One perennial among the nearly fifty species in GPPA's garden at Atlanta City Hall East consistently mystifies visitors this season. Long before it produced a single blossom, the plant's distinctive habit and coloration commanded attention. When hundreds of tiny white daisies appeared in September, it proclaimed itself an aster, but which species? Any botany student who has attempted to key the confusing asters (there are nearly one hundred native species listed in Manual of the Vascular Flora of the Carolinas) or any gardener who simply recognizes a praiseworthy plant will appreciate the unique character of Aster lateriflorus 'Prince'.

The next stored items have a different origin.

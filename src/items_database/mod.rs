pub mod builders;
mod industrial_consortium;
mod magisters_council;
mod natural_harmony;
mod neutral_scholars;
mod underground_network;

use crate::items::ItemDefinition;

/// The full faction item catalog, in faction order. This is the exact set of
/// rows the seeder writes to the `items` table.
pub fn get_faction_item_definitions() -> Vec<ItemDefinition> {
    let mut items = Vec::new();

    items.extend(magisters_council::get_magisters_council_definitions());
    items.extend(natural_harmony::get_natural_harmony_definitions());
    items.extend(industrial_consortium::get_industrial_consortium_definitions());
    items.extend(underground_network::get_underground_network_definitions());
    items.extend(neutral_scholars::get_neutral_scholars_definitions());

    items
}

#[cfg(test)]
mod tests {
    use super::*;
    use crate::balance::Faction;
    use std::collections::HashSet;

    #[test]
    fn catalog_has_twenty_items_with_unique_ids() {
        let items = get_faction_item_definitions();
        assert_eq!(items.len(), 20);

        let ids: HashSet<&str> = items.iter().map(|i| i.id.as_str()).collect();
        assert_eq!(ids.len(), items.len(), "duplicate item id in catalog");
    }

    #[test]
    fn classification_matches_the_design_report() {
        // The keyword rules miss "codified_theory_compendium" (no Council
        // keyword in the id), so the report shows the Council at 3 items
        // with 1 Unknown. Pinned here so a keyword change shows up.
        let items = get_faction_item_definitions();
        let count_for = |faction: Faction| {
            items
                .iter()
                .filter(|i| Faction::classify(&i.id) == faction)
                .count()
        };

        assert_eq!(count_for(Faction::MagistersCouncil), 3);
        assert_eq!(count_for(Faction::OrderOfNaturalHarmony), 4);
        assert_eq!(count_for(Faction::IndustrialConsortium), 4);
        assert_eq!(count_for(Faction::UndergroundNetwork), 4);
        assert_eq!(count_for(Faction::NeutralScholars), 4);
        assert_eq!(count_for(Faction::Unknown), 1);
        assert_eq!(
            Faction::classify("codified_theory_compendium"),
            Faction::Unknown
        );
    }

    #[test]
    fn report_over_catalog_has_an_unknown_bucket() {
        let items = get_faction_item_definitions();
        let report = crate::balance::BalanceReport::analyze(&items);

        let unknown = report
            .totals()
            .find(|(name, _)| *name == "Unknown")
            .expect("report is missing the Unknown bucket");
        assert_eq!(unknown.1.item_count, 1);
    }

    #[test]
    fn every_property_document_serializes() {
        for item in get_faction_item_definitions() {
            let json = item
                .properties_json()
                .unwrap_or_else(|e| panic!("item {} failed to serialize: {}", item.id, e));
            assert!(json.starts_with('{'));
        }
    }
}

Aster belong to the daisy family, the Asteraceae, and number nearly 600 species. The genus name is derived from the Latin 'aster', which means 'star', and is a reference to the flower form. 'Lateriflorus' describes the occurrence of the flowers along one side of the stem. The wild species, commonly called the calico aster, possesses many stiff, arching, and often straggly stems that can reach four feet in height. It's white, or occasionally lavender, composite flowers are one-fourth to one-half inch wide. Calico aster is common in fields and thickets from Canada to Florida, and Thoreau described them as being in bloom when "ditches are crowded with millions of little stars".

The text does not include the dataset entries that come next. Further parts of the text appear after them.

use serde::{Deserialize, Serialize};

/// Broad item classification, stored in the `item_type` column of the
/// `items` table.
#[derive(Serialize, Deserialize, Copy, Clone, Debug, PartialEq, Eq)]
pub enum ItemType {
    Equipment,
    Educational,
    Tool,
}

impl ItemType {
    /// Column value as the game expects it.
    pub fn as_str(&self) -> &'static str {
        match self {
            ItemType::Equipment => "Equipment",
            ItemType::Educational => "Educational",
            ItemType::Tool => "Tool",
        }
    }
}

/// Item rarity tier. Also drives the base term of the balance power score.
#[derive(Serialize, Deserialize, Copy, Clone, Debug, PartialEq, Eq)]
pub enum Rarity {
    Common,
    Uncommon,
    Rare,
    Epic,
    Legendary,
}

impl Rarity {
    /// Base power contributed by rarity alone. Doubles per tier.
    pub fn power_weight(&self) -> f64 {
        match self {
            Rarity::Common => 1.0,
            Rarity::Uncommon => 2.0,
            Rarity::Rare => 4.0,
            Rarity::Epic => 8.0,
            Rarity::Legendary => 16.0,
        }
    }
}

/// Equipment slots used by the faction item set.
#[derive(Serialize, Deserialize, Copy, Clone, Debug, PartialEq, Eq)]
pub enum EquipmentSlot {
    Head,
    Neck,
    Ring,
    Chest,
    Back,
    MainHand,
}

/// What an Educational item does when used.
#[derive(Serialize, Deserialize, Copy, Clone, Debug, PartialEq, Eq)]
pub enum EducationalFunction {
    KnowledgeArchive,
}

/// Learning methods that LearningEfficiency bonuses can target.
#[derive(Serialize, Deserialize, Copy, Clone, Debug, PartialEq, Eq)]
pub enum LearningMethod {
    Study,
    Experimentation,
    Research,
    Teaching,
    Observation,
}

Aster lateriflorus 'Prince' (I'll do my best to resist calling it 'the aster formerly known as Prince') has a well-documented genealogy. A West German grower identified a plant of more spreading character in a wild population, one with consistently white ray flowers and raspberry discs. It was given the cultivar name 'Horizontalis'. Later, English plantsman Alan Leslie introduced an improved 'Horizontalis' that exhibited exceptionally dark, smoky purple foliage. He dubbed his selection 'Prince'.
We value asters for their dependable autumn bloom and some are fine for cutting, but most of them need staking and their disease-susceptible foliage can be a liability. Aster lateriflorus 'Prince', however, is decidedly spreading and that completely eliminates the staking requirement. It's miniscule lanceolate leaves, arrayed by the thousands on curving stems, are purple with hints of deep green and burgundy. The plant's massing form and extremely fine texture make it a natural for planting in drifts.

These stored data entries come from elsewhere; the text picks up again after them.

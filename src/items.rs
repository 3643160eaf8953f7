use std::collections::BTreeMap;

use serde::{Deserialize, Serialize};

use crate::models::{EducationalFunction, EquipmentSlot, ItemType, LearningMethod, Rarity};

/// One row of the `items` table, with the properties document still typed.
/// The properties are serialized to JSON only when written to the database;
/// the game reads them back as an opaque document.
#[derive(Serialize, Deserialize, Clone, Debug, PartialEq)]
pub struct ItemDefinition {
    pub id: String,
    pub name: String,
    pub description: String,
    pub item_type: ItemType,
    pub properties: ItemProperties,
}

impl ItemDefinition {
    /// Serialized form of the properties document, as stored in the
    /// `properties` column.
    pub fn properties_json(&self) -> serde_json::Result<String> {
        serde_json::to_string(&self.properties)
    }
}

/// The semi-structured property document attached to every item. Optional
/// fields are omitted from the serialized JSON entirely so each stored
/// document keeps the shape it was authored with.
#[derive(Serialize, Deserialize, Clone, Debug, PartialEq)]
pub struct ItemProperties {
    pub weight: f64,
    pub value: u32,
    pub rarity: Rarity,
    pub durability: u32,
    pub max_durability: u32,
    pub magical: bool,

    // Equipment fields
    #[serde(skip_serializing_if = "Option::is_none")]
    pub equipment_slot: Option<EquipmentSlot>,
    #[serde(skip_serializing_if = "Option::is_none")]
    pub bonuses: Option<Vec<ItemBonus>>,
    #[serde(skip_serializing_if = "Option::is_none")]
    pub abilities: Option<Vec<ItemAbility>>,
    #[serde(skip_serializing_if = "Option::is_none")]
    pub concealment: Option<bool>,

    // Educational fields
    #[serde(skip_serializing_if = "Option::is_none")]
    pub educational_function: Option<EducationalFunction>,
    #[serde(skip_serializing_if = "Option::is_none")]
    pub learning_bonus: Option<f64>,
    #[serde(skip_serializing_if = "Option::is_none")]
    pub applicable_theories: Option<Vec<String>>,
    #[serde(skip_serializing_if = "Option::is_none")]
    pub seasonal_bonus: Option<bool>,
    #[serde(skip_serializing_if = "Option::is_none")]
    pub commercial_value: Option<bool>,
    #[serde(skip_serializing_if = "Option::is_none")]
    pub dangerous: Option<bool>,
    #[serde(skip_serializing_if = "Option::is_none")]
    pub detection_risk: Option<f64>,
    #[serde(skip_serializing_if = "Option::is_none")]
    pub synthesis_bonus: Option<f64>,
    #[serde(skip_serializing_if = "Option::is_none")]
    pub grand_synthesis: Option<bool>,

    // Tool fields
    #[serde(skip_serializing_if = "Option::is_none")]
    pub tool_function: Option<String>,
    #[serde(skip_serializing_if = "Option::is_none")]
    pub precision_bonus: Option<f64>,
    #[serde(skip_serializing_if = "Option::is_none")]
    pub theory_focus: Option<String>,
    #[serde(skip_serializing_if = "Option::is_none")]
    pub risk_reward: Option<RiskReward>,
    #[serde(skip_serializing_if = "Option::is_none")]
    pub variable_quality: Option<bool>,
    #[serde(skip_serializing_if = "Option::is_none")]
    pub legal_risk: Option<bool>,

    #[serde(skip_serializing_if = "Option::is_none")]
    pub requirements: Option<ItemRequirements>,
}

/// A single entry of an item's `bonuses` list. The JSON carries a `type`
/// discriminator, so the game can dispatch without knowing every shape.
#[derive(Serialize, Deserialize, Clone, Debug, PartialEq)]
#[serde(tag = "type")]
pub enum ItemBonus {
    LearningEfficiency(LearningBonus),
    FactionBonus { faction: String, bonus: i32 },
    EnergyCostReduction { bonus: f64 },
    FatigueResistance { bonus: f64 },
}

impl ItemBonus {
    pub fn faction(faction: &str, bonus: i32) -> Self {
        ItemBonus::FactionBonus {
            faction: faction.to_string(),
            bonus,
        }
    }

    pub fn energy_cost_reduction(bonus: f64) -> Self {
        ItemBonus::EnergyCostReduction { bonus }
    }

    pub fn fatigue_resistance(bonus: f64) -> Self {
        ItemBonus::FatigueResistance { bonus }
    }
}

/// Payload of a LearningEfficiency bonus. Most entries only set method and
/// magnitude; a few also scope the bonus to an environment, a time of day,
/// or mark it as working across faction lines.
#[derive(Serialize, Deserialize, Clone, Debug, PartialEq)]
pub struct LearningBonus {
    pub method: LearningMethod,
    pub bonus: f64,
    #[serde(skip_serializing_if = "Option::is_none")]
    pub environment: Option<String>,
    #[serde(skip_serializing_if = "Option::is_none")]
    pub time_bonus: Option<String>,
    #[serde(skip_serializing_if = "Option::is_none")]
    pub cross_faction: Option<bool>,
}

impl LearningBonus {
    pub fn new(method: LearningMethod, bonus: f64) -> Self {
        Self {
            method,
            bonus,
            environment: None,
            time_bonus: None,
            cross_faction: None,
        }
    }

    pub fn environment(mut self, environment: &str) -> Self {
        self.environment = Some(environment.to_string());
        self
    }

    pub fn time_bonus(mut self, time_bonus: &str) -> Self {
        self.time_bonus = Some(time_bonus.to_string());
        self
    }

    pub fn cross_faction(mut self) -> Self {
        self.cross_faction = Some(true);
        self
    }
}

impl From<LearningBonus> for ItemBonus {
    fn from(bonus: LearningBonus) -> Self {
        ItemBonus::LearningEfficiency(bonus)
    }
}

/// A named active or passive ability granted by an item. Cooldowns are in
/// game minutes.
#[derive(Serialize, Deserialize, Clone, Debug, PartialEq)]
pub struct ItemAbility {
    pub name: String,
    #[serde(rename = "type", skip_serializing_if = "Option::is_none")]
    pub kind: Option<String>,
    #[serde(skip_serializing_if = "Option::is_none")]
    pub cooldown: Option<u32>,
    #[serde(skip_serializing_if = "Option::is_none")]
    pub effect: Option<String>,
    #[serde(skip_serializing_if = "Option::is_none")]
    pub trigger: Option<String>,
    #[serde(skip_serializing_if = "Option::is_none")]
    pub breakthrough_chance: Option<f64>,
    #[serde(skip_serializing_if = "Option::is_none")]
    pub backlash_chance: Option<f64>,
}

impl ItemAbility {
    pub fn new(name: &str) -> Self {
        Self {
            name: name.to_string(),
            kind: None,
            cooldown: None,
            effect: None,
            trigger: None,
            breakthrough_chance: None,
            backlash_chance: None,
        }
    }

    pub fn passive(mut self) -> Self {
        self.kind = Some("passive".to_string());
        self
    }

    pub fn triggered(mut self, trigger: &str) -> Self {
        self.kind = Some("triggered".to_string());
        self.trigger = Some(trigger.to_string());
        self
    }

    pub fn cooldown(mut self, minutes: u32) -> Self {
        self.cooldown = Some(minutes);
        self
    }

    pub fn effect(mut self, effect: &str) -> Self {
        self.effect = Some(effect.to_string());
        self
    }

    pub fn breakthrough_chance(mut self, chance: f64) -> Self {
        self.breakthrough_chance = Some(chance);
        self
    }

    pub fn backlash_chance(mut self, chance: f64) -> Self {
        self.backlash_chance = Some(chance);
        self
    }
}

/// Prerequisites the game checks before an item can be used or equipped.
#[derive(Serialize, Deserialize, Clone, Debug, Default, PartialEq)]
pub struct ItemRequirements {
    #[serde(skip_serializing_if = "Option::is_none")]
    pub mental_acuity: Option<u32>,
    #[serde(skip_serializing_if = "Option::is_none")]
    pub resonance_sensitivity: Option<u32>,
    #[serde(skip_serializing_if = "Option::is_none")]
    pub faction_rep: Option<BTreeMap<String, i32>>,
    #[serde(skip_serializing_if = "Option::is_none")]
    pub theories: Option<Vec<String>>,
    #[serde(skip_serializing_if = "Option::is_none")]
    pub environment: Option<String>,
}

impl ItemRequirements {
    pub fn new() -> Self {
        Self::default()
    }

    pub fn mental_acuity(mut self, value: u32) -> Self {
        self.mental_acuity = Some(value);
        self
    }

    pub fn resonance_sensitivity(mut self, value: u32) -> Self {
        self.resonance_sensitivity = Some(value);
        self
    }

    pub fn faction_rep(mut self, faction: &str, reputation: i32) -> Self {
        self.faction_rep
            .get_or_insert_with(BTreeMap::new)
            .insert(faction.to_string(), reputation);
        self
    }

    pub fn theories(mut self, theories: &[&str]) -> Self {
        self.theories = Some(theories.iter().map(|t| t.to_string()).collect());
        self
    }

    pub fn environment(mut self, environment: &str) -> Self {
        self.environment = Some(environment.to_string());
        self
    }
}

/// Breakthrough/failure odds for tools that trade safety for speed.
#[derive(Serialize, Deserialize, Clone, Copy, Debug, PartialEq)]
pub struct RiskReward {
    pub breakthrough_chance: f64,
    pub failure_chance: f64,
}

#[cfg(test)]
mod tests {
    use super::*;
    use crate::models::{ItemType, LearningMethod, Rarity};
    use crate::items_database::builders::ItemBuilder;

    #[test]
    fn optional_fields_are_omitted_from_json() {
        let item = ItemBuilder::new(
            "test_trinket",
            "Test Trinket",
            "A bare-bones item.",
            ItemType::Equipment,
        )
        .weight(1.0)
        .value(10)
        .rarity(Rarity::Common)
        .build();

        let json: serde_json::Value =
            serde_json::from_str(&item.properties_json().unwrap()).unwrap();
        let map = json.as_object().unwrap();
        assert!(map.contains_key("weight"));
        assert!(map.contains_key("rarity"));
        assert!(!map.contains_key("bonuses"));
        assert!(!map.contains_key("learning_bonus"));
        assert!(!map.contains_key("requirements"));
    }

    #[test]
    fn bonuses_carry_type_discriminator() {
        let bonus: ItemBonus = LearningBonus::new(LearningMethod::Study, 0.4).into();
        let json = serde_json::to_value(&bonus).unwrap();
        assert_eq!(json["type"], "LearningEfficiency");
        assert_eq!(json["method"], "Study");
        assert!(json.get("environment").is_none());

        let faction = ItemBonus::faction("MagistersCouncil", 2);
        let json = serde_json::to_value(&faction).unwrap();
        assert_eq!(json["type"], "FactionBonus");
        assert_eq!(json["bonus"], 2);
    }

    #[test]
    fn properties_round_trip_through_json() {
        let item = ItemBuilder::new(
            "test_circlet",
            "Test Circlet",
            "Round-trip check.",
            ItemType::Equipment,
        )
        .weight(0.5)
        .value(750)
        .rarity(Rarity::Rare)
        .magical()
        .equipment_slot(crate::models::EquipmentSlot::Head)
        .bonus(LearningBonus::new(LearningMethod::Study, 0.4))
        .bonus(ItemBonus::faction("MagistersCouncil", 2))
        .ability(ItemAbility::new("Academic Network").cooldown(720))
        .requirements(
            ItemRequirements::new()
                .mental_acuity(60)
                .faction_rep("MagistersCouncil", 75),
        )
        .build();

        let json = item.properties_json().unwrap();
        let parsed: ItemProperties = serde_json::from_str(&json).unwrap();
        assert_eq!(parsed, item.properties);
    }
}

The visually recessive foliage presents some unique design possibilities. It could be used in combination with other perennials in the same way that a painter might employ negative space. Though not part of the primary image, it contributes to the composition by virtue of its color, placement, and configuration. Paired with black-eyed Susan (Rudbeckia spp.) for example, Aster 'Prince' seems to magnify the yellow daisy, in addition to echoing the daisy's dark cone. 'Prince' performs a similar function next to the yellow blackberry lily (Belamcanda flabellata 'Hello Yello'). Combining Aster 'Prince' with flowers of deep pink or fuchsia highlights the burgundy in the leaf of the aster. Three summer-blooming perennials that do this effectively are purple coneflower (Echinacea purpurea), pink bee balm (Monarda didyma 'Marshall's Delight') and the pink species of hollyhock (Alcea zebrina). With the production of countless tiny white daisies in autumn, Aster 'Prince' becomes a foamy mass, and it is gorgeous with the giant lamb's ear (Stachys 'Helene von Stein') or with Sedum 'Autumn Joy'.
Like its wild ancestor, Aster 'Prince' prefers full sun and ordinary garden soil. Conventional wisdom says we ought not to feed these roadside natives or their derivatives, but Aster 'Prince' thrived in the City Hall East bed that was enriched with 'Mr Natural CLM'. I cut the plants back by half in mid-summer, which is my usual practice with taller aster species. The plants ultimately grew to only eighteen inches tall, while spreading about two feet. Propagation is easiest by division and, if Aster 'Prince' behaves like other asters, terminal cuttings should root easily.
Despite its royal designation, Aster laterifolius 'Prince' is a benevolent monarch. Undemanding in its requirements, it never seeks favored status. Yet, it is a constant presence throughout the growing season. The prospect of related cultivars could result in an aster dynasty. Long live Aster 'Prince'.